DATA PROVIDED =
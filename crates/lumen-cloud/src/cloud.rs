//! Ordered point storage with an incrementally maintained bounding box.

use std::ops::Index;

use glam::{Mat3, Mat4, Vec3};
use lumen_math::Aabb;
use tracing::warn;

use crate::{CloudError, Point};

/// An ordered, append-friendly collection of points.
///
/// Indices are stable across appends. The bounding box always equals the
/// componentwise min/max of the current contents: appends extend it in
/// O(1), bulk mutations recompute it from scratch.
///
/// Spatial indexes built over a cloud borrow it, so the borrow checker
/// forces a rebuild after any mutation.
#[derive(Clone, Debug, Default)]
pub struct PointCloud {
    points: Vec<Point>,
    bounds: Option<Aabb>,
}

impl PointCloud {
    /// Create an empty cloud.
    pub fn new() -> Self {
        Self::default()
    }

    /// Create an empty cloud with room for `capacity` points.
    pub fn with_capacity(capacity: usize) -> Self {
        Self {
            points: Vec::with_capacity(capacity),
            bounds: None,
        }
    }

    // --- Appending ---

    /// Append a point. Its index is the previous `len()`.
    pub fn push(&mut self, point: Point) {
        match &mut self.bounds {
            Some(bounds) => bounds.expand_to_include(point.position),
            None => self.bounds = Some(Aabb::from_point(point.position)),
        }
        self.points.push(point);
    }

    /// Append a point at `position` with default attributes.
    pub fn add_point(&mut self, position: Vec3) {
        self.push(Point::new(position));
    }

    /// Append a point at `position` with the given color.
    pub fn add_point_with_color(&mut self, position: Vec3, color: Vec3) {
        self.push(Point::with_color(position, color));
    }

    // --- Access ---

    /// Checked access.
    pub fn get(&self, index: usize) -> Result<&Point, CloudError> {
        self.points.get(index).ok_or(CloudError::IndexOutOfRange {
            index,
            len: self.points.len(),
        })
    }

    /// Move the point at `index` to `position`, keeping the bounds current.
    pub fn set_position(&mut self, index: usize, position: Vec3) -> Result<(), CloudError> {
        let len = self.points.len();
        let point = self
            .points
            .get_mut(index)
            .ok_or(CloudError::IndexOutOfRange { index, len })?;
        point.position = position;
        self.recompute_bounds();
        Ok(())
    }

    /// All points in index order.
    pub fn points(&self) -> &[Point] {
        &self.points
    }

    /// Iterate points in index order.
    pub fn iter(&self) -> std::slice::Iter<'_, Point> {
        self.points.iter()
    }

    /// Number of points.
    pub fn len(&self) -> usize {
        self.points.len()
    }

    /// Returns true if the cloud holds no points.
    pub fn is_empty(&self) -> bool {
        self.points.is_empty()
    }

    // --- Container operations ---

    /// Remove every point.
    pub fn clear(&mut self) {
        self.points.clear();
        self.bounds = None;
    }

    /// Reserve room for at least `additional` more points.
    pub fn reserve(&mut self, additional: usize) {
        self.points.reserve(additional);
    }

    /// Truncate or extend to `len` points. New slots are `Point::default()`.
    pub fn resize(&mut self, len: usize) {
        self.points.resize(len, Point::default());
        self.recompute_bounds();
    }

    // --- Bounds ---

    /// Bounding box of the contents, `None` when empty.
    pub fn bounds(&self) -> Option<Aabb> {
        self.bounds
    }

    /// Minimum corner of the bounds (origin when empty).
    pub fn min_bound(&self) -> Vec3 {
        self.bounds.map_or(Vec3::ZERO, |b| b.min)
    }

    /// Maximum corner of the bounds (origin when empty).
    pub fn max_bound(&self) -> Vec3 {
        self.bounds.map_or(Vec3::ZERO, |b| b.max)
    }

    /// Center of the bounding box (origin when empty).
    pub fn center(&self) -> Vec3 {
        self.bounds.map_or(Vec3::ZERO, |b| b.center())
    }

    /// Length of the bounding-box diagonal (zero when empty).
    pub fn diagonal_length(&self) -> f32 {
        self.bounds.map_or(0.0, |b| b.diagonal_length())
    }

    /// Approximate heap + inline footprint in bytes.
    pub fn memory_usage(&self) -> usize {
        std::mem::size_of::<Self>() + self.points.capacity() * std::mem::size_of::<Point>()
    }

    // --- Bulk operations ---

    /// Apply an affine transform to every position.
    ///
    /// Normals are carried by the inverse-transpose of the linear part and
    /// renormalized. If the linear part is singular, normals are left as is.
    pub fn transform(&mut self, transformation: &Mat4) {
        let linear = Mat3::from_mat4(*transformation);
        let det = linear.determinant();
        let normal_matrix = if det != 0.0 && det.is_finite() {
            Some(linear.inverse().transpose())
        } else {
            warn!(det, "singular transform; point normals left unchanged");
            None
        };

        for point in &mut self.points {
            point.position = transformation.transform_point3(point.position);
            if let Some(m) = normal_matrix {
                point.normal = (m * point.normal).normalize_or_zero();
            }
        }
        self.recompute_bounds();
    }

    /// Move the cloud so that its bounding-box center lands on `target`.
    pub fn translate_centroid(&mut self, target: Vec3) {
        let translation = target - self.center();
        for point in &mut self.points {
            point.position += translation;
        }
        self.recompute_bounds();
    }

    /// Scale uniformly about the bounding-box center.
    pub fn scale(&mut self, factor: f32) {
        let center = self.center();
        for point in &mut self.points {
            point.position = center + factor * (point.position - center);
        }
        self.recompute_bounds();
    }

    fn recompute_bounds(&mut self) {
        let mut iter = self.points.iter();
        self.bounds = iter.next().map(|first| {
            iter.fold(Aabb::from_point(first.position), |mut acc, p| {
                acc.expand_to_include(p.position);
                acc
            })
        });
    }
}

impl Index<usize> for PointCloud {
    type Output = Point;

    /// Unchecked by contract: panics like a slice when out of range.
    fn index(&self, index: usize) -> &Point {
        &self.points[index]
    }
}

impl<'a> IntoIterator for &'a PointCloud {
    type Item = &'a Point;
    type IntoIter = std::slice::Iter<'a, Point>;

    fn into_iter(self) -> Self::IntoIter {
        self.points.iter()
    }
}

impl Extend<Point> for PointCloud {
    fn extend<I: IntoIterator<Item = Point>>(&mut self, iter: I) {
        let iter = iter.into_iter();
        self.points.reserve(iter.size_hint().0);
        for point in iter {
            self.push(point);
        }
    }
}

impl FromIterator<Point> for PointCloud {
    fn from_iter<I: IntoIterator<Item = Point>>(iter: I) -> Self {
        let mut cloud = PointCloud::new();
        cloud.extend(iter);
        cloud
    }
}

* * *

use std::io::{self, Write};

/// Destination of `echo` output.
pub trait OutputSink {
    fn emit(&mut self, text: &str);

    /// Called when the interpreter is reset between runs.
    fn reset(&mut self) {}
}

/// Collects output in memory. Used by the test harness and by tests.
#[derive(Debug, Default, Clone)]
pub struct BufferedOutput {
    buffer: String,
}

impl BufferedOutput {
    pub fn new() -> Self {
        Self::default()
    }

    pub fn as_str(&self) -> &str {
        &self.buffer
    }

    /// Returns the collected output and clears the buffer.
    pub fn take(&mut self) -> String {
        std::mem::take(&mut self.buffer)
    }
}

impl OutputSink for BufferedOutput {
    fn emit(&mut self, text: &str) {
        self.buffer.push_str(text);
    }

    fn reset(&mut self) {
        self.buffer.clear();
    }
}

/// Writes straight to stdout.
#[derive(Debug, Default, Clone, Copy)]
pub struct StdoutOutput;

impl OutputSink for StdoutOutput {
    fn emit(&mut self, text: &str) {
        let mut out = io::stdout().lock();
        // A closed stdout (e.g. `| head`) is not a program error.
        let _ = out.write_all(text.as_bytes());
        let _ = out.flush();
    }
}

...

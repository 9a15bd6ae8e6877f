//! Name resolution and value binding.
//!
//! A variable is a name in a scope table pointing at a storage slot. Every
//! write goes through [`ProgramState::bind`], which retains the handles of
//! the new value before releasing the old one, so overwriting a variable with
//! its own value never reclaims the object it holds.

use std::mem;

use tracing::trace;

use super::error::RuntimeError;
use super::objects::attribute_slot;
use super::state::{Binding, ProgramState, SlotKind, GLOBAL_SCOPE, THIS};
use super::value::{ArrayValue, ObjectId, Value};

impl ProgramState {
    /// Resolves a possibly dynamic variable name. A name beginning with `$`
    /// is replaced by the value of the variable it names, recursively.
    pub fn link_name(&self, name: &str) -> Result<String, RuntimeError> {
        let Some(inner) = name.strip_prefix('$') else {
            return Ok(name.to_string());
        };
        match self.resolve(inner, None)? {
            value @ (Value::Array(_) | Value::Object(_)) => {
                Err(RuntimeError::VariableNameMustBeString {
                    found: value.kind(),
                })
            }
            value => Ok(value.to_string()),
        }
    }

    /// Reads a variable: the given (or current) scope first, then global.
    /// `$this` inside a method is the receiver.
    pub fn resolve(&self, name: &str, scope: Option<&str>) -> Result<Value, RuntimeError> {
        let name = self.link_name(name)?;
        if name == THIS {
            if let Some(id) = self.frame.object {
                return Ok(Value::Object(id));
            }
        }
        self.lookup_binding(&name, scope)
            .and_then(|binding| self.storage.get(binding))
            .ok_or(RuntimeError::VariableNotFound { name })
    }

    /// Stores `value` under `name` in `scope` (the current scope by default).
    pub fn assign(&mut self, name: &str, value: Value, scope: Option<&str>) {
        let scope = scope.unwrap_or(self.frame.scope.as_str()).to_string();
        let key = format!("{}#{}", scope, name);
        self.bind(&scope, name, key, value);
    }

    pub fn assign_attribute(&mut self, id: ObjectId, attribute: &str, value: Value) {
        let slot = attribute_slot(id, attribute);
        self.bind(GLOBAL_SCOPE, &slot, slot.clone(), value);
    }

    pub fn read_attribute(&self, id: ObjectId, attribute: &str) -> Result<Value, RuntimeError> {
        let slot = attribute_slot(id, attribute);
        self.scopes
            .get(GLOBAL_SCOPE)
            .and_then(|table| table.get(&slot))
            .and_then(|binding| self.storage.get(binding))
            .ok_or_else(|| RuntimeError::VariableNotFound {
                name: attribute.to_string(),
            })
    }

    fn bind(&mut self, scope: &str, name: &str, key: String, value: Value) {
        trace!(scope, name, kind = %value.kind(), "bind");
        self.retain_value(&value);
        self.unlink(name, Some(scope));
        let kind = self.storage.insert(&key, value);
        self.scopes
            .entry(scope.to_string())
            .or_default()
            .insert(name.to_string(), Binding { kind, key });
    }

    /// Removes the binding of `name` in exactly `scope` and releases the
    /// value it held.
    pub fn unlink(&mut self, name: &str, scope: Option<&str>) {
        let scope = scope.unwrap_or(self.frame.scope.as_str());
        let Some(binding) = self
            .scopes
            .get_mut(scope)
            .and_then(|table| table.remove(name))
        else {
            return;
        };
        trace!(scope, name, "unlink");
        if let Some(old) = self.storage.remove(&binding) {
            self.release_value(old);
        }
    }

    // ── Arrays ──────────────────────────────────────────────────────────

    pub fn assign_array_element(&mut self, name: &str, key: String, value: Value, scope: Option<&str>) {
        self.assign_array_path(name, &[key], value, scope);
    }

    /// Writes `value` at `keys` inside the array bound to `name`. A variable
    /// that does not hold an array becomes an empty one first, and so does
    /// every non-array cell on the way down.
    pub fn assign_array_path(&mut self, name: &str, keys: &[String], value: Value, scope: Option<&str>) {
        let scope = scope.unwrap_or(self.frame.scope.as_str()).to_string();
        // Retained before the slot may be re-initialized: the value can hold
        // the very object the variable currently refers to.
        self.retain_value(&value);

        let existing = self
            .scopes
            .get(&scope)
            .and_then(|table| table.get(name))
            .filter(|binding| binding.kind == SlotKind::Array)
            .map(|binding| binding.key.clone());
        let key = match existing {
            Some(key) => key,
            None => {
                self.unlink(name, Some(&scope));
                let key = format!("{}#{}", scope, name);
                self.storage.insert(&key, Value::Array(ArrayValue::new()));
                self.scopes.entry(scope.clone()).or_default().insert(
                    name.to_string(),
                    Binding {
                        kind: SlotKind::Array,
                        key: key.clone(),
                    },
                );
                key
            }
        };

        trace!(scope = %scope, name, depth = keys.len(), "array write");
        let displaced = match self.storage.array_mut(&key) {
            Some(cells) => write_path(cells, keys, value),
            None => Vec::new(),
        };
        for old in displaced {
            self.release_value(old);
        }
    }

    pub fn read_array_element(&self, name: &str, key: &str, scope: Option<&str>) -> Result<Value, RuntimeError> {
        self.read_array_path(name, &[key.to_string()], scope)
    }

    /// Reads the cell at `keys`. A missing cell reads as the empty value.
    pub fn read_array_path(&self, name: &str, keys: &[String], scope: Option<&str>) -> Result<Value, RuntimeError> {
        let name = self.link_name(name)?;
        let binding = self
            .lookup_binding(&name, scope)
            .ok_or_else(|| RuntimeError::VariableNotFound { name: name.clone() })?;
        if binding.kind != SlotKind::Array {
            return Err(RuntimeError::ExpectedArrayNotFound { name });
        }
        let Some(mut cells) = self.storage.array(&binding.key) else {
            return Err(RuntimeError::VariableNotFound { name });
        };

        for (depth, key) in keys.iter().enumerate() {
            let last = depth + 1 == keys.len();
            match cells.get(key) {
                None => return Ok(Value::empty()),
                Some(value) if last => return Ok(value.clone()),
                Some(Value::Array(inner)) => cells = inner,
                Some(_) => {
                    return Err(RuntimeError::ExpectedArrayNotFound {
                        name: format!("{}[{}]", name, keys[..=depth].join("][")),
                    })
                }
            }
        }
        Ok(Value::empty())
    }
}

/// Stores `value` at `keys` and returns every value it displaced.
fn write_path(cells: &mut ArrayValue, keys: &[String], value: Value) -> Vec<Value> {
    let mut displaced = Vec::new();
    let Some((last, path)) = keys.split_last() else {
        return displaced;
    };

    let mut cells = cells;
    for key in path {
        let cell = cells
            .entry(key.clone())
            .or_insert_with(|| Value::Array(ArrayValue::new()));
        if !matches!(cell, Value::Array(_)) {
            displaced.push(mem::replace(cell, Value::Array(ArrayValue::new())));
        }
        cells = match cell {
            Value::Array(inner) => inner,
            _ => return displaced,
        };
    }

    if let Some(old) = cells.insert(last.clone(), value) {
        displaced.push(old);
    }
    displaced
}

WHAT THE TASK REQUIRES =
From the records above, retype only the lines starting at the line that contains "filename crates/lumen-cloud/src/cloud.rs" and ending at the line that contains "always equals the", both included.

RESULT OF THE TASK =
filename crates/lumen-cloud/src/cloud.rs
//! Ordered point storage with an incrementally maintained bounding box.

use std::ops::Index;

use glam::{Mat3, Mat4, Vec3};
use lumen_math::Aabb;
use tracing::warn;

use crate::{CloudError, Point};

/// An ordered, append-friendly collection of points.
///
/// Indices are stable across appends. The bounding box always equals the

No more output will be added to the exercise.